Input —

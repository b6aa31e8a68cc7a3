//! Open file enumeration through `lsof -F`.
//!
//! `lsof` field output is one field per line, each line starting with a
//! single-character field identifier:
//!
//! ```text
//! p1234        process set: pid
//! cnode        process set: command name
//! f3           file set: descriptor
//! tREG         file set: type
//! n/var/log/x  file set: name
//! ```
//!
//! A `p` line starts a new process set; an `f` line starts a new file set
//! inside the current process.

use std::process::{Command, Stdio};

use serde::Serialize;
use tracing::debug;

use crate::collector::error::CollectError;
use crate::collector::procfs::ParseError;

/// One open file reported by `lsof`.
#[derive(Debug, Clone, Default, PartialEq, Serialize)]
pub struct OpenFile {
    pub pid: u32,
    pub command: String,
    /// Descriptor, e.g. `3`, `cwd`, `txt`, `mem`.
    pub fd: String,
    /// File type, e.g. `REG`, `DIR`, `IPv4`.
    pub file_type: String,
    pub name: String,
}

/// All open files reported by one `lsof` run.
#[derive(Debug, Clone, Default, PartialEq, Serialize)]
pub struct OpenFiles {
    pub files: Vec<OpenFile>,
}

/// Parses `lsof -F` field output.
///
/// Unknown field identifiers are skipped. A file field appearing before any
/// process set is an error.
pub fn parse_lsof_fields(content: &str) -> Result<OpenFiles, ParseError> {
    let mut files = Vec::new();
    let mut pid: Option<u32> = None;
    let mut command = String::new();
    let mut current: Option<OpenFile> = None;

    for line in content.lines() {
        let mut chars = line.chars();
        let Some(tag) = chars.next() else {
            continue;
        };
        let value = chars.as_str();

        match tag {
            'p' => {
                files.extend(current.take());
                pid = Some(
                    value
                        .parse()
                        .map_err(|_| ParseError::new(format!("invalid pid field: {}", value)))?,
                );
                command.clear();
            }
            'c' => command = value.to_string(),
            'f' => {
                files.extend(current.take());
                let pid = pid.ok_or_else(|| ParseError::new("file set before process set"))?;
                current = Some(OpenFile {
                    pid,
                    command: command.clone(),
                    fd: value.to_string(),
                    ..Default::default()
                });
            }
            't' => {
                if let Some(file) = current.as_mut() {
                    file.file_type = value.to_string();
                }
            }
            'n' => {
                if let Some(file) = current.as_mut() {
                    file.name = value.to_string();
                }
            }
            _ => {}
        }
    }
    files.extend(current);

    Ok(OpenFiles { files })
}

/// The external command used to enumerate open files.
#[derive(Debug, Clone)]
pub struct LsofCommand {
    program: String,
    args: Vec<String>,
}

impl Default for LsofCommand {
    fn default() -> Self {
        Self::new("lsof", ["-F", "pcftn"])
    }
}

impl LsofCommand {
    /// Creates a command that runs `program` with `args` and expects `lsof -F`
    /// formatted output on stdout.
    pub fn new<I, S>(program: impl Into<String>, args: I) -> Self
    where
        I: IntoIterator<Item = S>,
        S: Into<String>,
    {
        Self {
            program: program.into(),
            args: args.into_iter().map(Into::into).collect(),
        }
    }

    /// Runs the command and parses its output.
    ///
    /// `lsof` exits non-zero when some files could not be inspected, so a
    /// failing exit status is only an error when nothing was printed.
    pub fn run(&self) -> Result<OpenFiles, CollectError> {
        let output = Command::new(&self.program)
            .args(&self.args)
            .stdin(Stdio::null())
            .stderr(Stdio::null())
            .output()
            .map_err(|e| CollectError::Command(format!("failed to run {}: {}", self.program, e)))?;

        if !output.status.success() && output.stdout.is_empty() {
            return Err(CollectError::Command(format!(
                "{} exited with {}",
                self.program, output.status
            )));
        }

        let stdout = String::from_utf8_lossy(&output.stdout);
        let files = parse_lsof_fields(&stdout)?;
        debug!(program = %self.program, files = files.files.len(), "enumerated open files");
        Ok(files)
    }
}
...
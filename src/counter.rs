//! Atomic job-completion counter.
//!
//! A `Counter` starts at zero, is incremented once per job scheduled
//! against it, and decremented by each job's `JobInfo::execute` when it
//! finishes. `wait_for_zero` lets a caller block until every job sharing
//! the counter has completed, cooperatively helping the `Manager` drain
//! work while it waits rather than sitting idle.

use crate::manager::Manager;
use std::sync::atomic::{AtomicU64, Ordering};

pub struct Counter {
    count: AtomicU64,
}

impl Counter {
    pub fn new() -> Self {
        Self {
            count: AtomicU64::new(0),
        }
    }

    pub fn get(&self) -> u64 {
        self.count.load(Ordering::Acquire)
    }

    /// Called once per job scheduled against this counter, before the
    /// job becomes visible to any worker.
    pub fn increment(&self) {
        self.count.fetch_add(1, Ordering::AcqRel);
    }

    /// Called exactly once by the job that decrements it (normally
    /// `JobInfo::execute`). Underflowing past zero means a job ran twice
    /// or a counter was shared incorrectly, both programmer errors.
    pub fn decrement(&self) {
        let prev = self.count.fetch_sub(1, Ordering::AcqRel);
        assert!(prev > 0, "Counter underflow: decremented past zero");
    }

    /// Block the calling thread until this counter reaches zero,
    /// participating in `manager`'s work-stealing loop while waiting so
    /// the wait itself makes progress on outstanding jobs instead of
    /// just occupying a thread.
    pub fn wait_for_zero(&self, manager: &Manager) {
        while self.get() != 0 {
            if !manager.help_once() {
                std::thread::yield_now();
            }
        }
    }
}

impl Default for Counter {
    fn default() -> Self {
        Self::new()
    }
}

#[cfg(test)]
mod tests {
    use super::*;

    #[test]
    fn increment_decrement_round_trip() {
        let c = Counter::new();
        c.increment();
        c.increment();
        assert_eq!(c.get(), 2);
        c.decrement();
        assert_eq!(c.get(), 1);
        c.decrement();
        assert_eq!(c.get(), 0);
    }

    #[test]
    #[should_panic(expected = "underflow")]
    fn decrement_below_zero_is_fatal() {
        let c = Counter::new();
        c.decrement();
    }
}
==
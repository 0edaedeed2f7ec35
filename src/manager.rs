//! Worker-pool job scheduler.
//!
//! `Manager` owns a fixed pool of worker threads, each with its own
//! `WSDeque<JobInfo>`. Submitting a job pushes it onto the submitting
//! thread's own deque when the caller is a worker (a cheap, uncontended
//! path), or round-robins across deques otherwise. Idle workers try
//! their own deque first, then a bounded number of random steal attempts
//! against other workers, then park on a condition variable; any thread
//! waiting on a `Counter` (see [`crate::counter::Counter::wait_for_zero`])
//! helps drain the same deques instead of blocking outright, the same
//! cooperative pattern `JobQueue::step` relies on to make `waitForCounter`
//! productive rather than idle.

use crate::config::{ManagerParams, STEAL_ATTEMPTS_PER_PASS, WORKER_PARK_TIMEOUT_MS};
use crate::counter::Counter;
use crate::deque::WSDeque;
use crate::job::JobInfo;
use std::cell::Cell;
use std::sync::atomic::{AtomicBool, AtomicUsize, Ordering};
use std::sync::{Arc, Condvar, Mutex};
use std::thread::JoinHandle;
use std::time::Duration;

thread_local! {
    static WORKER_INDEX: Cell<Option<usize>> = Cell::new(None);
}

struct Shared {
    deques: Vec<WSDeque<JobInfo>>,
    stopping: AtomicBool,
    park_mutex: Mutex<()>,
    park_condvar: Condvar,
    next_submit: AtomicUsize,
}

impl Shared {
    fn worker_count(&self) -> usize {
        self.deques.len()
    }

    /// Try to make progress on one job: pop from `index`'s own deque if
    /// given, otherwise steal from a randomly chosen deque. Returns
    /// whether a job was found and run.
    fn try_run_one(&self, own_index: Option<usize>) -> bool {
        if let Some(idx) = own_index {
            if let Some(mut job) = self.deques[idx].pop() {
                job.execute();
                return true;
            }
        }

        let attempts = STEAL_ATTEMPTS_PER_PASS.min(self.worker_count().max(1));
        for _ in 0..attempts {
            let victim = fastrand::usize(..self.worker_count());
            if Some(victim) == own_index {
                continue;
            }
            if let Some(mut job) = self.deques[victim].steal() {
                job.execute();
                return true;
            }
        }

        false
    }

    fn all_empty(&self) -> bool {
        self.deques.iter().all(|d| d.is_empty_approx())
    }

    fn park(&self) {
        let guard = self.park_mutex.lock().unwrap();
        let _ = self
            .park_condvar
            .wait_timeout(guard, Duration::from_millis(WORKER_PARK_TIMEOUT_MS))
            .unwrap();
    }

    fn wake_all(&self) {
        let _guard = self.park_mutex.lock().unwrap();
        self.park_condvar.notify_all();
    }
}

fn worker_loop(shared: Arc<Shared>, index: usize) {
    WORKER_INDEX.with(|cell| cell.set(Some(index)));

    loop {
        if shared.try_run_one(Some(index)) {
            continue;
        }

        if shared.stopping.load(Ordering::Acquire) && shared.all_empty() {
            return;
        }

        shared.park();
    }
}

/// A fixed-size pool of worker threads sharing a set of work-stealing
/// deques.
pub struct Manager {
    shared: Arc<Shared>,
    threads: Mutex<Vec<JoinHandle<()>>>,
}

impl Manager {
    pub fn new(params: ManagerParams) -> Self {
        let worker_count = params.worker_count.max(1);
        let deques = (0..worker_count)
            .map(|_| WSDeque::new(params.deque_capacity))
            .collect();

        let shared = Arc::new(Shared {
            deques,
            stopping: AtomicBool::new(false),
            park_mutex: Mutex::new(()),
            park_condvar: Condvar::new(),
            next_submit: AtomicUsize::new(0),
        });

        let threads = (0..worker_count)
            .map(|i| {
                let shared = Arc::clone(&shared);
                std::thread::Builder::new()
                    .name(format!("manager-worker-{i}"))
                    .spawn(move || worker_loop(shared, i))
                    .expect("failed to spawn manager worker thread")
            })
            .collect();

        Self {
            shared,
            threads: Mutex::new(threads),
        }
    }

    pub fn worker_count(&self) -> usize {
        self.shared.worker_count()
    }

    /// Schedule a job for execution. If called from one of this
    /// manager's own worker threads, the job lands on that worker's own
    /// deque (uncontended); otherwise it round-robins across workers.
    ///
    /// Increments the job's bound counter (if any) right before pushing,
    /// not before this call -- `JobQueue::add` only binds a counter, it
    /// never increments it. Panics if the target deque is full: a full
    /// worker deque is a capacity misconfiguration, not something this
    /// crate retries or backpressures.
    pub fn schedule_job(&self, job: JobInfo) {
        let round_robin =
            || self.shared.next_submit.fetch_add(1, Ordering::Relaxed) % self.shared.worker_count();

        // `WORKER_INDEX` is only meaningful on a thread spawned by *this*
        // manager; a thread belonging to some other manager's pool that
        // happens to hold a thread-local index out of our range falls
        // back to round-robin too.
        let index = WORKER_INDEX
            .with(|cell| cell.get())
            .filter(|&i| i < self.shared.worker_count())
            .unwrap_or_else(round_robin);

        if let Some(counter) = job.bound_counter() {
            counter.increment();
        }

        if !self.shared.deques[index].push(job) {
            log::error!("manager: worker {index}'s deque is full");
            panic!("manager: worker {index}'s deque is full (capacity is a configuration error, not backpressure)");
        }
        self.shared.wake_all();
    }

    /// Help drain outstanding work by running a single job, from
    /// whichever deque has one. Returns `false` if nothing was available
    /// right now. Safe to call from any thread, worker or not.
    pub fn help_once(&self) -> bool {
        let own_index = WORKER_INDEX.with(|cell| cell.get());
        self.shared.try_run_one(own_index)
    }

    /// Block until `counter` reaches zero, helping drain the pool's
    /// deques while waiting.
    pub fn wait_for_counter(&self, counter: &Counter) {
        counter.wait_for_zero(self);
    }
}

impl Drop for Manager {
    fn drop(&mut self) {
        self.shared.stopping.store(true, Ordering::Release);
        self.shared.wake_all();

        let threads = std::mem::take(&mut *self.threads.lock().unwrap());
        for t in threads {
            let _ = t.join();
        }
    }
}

Exercise brief — Every line above with the word "fixed" belongs in the answer, copied as written.

Answer —
//! `Manager` owns a fixed pool of worker threads, each with its own
/// A fixed-size pool of worker threads sharing a set of work-stealing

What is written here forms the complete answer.